» The problem
What you return should be the lines from the first line of the records below through the line holding "to the orchestrator", unchanged.

Input below:

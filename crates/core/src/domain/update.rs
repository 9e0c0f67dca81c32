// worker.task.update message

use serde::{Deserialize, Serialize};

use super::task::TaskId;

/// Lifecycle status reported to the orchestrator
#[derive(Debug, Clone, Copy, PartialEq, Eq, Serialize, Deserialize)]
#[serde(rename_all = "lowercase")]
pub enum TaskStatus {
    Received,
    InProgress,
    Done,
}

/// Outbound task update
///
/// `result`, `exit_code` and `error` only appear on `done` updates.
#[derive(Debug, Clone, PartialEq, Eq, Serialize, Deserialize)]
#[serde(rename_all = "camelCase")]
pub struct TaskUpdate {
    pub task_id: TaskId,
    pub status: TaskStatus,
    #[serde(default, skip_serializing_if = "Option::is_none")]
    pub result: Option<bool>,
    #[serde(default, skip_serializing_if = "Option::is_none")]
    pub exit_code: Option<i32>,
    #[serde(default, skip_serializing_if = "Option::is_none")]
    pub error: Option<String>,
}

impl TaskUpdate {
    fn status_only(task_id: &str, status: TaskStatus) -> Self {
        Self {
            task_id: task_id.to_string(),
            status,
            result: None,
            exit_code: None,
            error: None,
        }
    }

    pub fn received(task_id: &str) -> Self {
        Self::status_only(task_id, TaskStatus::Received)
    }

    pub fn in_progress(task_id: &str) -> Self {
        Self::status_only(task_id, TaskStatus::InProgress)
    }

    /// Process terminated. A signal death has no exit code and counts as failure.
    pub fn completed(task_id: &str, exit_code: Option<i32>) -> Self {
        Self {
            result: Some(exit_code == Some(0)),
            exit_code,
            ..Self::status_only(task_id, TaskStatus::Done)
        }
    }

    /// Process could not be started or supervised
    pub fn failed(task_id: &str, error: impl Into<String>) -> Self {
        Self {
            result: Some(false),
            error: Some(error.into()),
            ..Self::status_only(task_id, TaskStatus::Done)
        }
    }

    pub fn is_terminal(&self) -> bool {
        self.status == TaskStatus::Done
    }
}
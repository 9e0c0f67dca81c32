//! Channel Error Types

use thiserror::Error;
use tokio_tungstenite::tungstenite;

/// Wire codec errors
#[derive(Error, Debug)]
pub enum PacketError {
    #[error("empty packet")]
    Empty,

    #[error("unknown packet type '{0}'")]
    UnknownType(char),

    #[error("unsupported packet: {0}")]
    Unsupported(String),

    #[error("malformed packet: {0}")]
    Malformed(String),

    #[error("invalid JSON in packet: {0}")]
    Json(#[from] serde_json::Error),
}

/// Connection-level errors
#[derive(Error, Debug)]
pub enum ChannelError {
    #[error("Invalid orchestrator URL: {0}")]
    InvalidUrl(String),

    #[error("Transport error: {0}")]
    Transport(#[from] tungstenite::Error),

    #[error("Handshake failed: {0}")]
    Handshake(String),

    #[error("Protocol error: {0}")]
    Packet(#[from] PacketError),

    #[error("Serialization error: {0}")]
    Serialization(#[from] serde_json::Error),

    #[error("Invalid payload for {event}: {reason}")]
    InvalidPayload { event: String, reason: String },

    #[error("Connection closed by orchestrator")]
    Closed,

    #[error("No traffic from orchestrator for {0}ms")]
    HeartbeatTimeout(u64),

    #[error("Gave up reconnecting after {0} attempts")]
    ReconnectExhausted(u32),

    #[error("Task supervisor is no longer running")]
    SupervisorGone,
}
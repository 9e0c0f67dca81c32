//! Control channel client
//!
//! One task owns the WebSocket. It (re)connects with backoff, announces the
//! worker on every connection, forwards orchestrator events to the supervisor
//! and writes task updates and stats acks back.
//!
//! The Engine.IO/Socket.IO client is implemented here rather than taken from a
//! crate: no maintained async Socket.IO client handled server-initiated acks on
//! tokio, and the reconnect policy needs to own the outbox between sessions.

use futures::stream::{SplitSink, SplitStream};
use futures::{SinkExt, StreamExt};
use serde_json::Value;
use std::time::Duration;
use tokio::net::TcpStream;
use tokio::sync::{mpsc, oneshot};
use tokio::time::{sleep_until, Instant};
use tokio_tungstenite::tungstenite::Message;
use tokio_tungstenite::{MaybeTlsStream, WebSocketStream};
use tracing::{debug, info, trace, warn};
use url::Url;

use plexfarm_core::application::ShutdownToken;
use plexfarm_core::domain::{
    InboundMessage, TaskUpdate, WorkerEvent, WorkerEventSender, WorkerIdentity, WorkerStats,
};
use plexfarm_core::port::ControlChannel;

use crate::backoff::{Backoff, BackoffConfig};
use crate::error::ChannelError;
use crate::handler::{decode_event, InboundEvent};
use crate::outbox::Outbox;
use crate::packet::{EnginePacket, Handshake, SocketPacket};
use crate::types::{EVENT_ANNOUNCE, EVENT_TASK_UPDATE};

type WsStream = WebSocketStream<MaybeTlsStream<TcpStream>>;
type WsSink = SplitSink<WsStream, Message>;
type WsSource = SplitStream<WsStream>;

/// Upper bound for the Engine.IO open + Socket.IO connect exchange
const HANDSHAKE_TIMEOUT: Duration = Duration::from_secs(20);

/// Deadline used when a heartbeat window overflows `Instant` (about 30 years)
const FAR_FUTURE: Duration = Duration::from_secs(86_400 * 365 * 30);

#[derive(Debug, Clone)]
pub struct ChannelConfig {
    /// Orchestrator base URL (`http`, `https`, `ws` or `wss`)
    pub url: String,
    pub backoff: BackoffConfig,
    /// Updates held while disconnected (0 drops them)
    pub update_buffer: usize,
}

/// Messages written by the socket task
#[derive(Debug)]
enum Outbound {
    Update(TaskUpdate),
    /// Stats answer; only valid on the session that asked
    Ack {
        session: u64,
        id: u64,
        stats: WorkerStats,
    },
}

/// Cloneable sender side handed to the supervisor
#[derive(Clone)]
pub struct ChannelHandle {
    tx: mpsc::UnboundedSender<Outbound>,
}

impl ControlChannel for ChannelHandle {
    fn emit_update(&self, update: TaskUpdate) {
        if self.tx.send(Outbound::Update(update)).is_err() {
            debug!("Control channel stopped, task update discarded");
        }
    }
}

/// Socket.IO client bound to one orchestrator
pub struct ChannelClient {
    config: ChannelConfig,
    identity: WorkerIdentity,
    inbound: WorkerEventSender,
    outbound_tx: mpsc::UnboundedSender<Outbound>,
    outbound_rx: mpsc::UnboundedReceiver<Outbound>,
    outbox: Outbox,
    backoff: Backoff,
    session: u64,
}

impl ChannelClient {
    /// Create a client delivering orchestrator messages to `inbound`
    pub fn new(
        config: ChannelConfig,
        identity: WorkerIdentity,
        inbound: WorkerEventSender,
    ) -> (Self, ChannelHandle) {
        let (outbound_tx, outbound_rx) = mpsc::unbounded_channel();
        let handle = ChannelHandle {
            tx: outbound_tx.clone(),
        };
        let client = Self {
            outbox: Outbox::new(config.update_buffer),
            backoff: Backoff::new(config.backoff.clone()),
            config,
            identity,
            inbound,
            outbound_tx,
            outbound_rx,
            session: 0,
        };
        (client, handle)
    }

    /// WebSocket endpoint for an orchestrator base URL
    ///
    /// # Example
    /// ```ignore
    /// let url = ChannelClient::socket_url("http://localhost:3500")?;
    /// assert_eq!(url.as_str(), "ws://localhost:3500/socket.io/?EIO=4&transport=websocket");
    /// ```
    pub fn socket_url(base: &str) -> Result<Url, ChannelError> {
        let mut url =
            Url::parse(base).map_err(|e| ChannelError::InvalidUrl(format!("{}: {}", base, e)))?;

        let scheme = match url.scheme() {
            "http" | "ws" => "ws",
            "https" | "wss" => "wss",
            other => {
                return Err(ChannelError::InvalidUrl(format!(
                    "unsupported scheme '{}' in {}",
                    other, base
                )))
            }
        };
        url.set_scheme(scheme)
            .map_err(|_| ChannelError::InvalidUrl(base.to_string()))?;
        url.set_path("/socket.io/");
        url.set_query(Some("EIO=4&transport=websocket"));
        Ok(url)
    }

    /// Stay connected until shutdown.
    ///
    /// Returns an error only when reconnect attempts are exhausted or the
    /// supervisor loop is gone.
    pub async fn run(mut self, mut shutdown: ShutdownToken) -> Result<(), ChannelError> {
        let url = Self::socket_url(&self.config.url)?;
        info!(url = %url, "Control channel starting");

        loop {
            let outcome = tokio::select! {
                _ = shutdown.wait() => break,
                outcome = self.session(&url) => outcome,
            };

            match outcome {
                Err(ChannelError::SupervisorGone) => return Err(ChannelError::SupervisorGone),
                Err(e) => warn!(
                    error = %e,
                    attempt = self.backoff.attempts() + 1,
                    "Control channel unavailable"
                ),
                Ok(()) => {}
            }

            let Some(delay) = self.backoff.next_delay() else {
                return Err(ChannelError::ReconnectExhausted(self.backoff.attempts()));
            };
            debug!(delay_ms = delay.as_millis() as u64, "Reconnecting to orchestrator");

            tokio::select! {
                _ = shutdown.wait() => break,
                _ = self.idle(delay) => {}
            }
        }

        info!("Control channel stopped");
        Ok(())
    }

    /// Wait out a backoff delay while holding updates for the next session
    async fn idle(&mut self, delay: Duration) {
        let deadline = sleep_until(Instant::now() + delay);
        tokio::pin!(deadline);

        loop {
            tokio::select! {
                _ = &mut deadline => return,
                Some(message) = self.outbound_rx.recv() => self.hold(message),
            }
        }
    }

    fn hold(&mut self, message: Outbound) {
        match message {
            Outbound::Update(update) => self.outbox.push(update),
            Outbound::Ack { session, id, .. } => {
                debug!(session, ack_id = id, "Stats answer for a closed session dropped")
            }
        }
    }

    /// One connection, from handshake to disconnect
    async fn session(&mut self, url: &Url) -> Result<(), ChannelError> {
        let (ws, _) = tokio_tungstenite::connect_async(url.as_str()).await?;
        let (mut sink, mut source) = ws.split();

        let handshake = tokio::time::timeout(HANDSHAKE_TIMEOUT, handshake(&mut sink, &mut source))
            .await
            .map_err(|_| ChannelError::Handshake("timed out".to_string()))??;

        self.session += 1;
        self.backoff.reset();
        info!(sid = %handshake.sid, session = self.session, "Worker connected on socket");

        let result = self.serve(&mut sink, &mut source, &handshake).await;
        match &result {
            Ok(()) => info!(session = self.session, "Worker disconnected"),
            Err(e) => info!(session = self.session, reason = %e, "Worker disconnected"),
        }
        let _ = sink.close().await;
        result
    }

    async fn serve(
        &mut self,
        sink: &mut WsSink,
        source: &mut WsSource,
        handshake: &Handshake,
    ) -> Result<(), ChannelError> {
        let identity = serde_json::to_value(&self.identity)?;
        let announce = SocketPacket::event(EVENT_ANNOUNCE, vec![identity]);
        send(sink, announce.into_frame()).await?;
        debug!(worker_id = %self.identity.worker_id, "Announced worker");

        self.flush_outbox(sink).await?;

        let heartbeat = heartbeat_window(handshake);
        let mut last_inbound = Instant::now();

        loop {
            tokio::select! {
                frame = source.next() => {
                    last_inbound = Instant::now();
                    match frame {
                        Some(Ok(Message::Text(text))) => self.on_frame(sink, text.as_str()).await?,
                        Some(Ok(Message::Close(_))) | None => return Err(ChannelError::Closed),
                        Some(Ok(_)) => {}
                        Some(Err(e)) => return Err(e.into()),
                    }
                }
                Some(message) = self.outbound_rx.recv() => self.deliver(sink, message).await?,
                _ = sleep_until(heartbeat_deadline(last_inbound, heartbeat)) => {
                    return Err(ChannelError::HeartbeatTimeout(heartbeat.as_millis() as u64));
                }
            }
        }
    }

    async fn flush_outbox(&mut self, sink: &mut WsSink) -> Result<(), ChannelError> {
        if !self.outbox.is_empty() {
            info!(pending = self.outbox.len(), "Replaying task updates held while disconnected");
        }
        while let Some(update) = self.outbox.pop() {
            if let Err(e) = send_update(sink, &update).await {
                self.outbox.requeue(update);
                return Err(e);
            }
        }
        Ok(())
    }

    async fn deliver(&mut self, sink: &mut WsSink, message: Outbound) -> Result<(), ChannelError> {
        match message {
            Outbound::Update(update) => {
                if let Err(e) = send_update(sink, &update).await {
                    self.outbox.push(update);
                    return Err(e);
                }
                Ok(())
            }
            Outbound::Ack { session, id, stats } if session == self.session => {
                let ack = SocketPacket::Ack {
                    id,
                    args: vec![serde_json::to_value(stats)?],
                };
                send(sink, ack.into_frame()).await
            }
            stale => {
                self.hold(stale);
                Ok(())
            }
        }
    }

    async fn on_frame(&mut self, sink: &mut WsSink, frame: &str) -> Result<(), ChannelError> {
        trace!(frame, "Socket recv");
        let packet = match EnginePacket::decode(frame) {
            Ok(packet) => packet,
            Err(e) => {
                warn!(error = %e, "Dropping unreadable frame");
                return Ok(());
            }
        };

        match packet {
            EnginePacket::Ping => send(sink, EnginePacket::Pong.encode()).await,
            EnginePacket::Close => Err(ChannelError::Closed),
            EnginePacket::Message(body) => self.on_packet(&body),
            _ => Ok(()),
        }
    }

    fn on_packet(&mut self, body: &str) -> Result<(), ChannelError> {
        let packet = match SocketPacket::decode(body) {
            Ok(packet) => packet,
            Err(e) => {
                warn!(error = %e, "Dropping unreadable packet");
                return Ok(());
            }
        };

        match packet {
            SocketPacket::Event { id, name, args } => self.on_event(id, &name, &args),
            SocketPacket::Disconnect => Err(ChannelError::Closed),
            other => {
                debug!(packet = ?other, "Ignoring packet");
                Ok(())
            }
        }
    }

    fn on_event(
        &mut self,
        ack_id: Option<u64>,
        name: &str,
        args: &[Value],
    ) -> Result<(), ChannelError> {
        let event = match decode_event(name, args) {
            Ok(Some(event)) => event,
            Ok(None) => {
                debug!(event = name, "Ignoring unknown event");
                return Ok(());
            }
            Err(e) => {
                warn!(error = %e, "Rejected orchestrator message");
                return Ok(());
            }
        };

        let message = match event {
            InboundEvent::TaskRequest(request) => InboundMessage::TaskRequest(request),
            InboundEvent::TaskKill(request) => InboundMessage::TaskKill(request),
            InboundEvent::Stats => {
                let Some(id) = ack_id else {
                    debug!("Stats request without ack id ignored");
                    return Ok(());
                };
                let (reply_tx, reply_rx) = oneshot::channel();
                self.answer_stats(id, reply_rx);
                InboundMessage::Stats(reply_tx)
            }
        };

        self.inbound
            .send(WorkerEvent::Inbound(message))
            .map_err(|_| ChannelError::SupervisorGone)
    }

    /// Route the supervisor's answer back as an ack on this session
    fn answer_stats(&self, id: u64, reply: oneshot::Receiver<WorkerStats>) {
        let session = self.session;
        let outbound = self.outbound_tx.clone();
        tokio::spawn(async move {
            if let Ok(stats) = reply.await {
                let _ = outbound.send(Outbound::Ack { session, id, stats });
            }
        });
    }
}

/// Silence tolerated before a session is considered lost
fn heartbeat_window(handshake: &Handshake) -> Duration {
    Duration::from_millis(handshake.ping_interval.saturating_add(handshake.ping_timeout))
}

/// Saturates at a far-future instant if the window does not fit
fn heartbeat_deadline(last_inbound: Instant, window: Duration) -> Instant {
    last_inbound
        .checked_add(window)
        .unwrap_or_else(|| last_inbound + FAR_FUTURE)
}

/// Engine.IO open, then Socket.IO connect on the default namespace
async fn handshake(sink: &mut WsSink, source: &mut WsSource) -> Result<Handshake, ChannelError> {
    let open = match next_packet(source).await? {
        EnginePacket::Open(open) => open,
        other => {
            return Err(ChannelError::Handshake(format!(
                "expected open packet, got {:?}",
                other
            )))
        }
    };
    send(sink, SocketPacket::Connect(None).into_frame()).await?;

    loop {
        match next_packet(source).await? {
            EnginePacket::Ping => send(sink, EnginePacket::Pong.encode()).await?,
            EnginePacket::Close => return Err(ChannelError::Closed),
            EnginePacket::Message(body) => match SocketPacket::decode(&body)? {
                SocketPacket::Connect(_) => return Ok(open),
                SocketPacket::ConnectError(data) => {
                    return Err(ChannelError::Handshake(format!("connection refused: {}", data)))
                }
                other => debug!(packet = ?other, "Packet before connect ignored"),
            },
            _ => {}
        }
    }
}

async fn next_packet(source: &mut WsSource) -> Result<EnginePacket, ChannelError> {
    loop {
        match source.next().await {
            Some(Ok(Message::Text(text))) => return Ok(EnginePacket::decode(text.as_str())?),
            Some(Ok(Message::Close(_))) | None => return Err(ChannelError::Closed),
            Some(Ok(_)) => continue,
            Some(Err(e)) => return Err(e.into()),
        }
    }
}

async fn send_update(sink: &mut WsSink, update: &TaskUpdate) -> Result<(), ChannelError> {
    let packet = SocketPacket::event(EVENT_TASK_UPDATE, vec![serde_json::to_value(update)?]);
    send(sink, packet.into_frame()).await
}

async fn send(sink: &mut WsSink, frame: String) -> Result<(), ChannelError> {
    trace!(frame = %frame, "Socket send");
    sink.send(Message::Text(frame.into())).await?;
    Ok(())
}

End of Input.

» Answer area
filename crates/core/src/domain/update.rs
repository 9e0c0f67dca81c32
// worker.task.update message

use serde::{Deserialize, Serialize};

use super::task::TaskId;

/// Lifecycle status reported to the orchestrator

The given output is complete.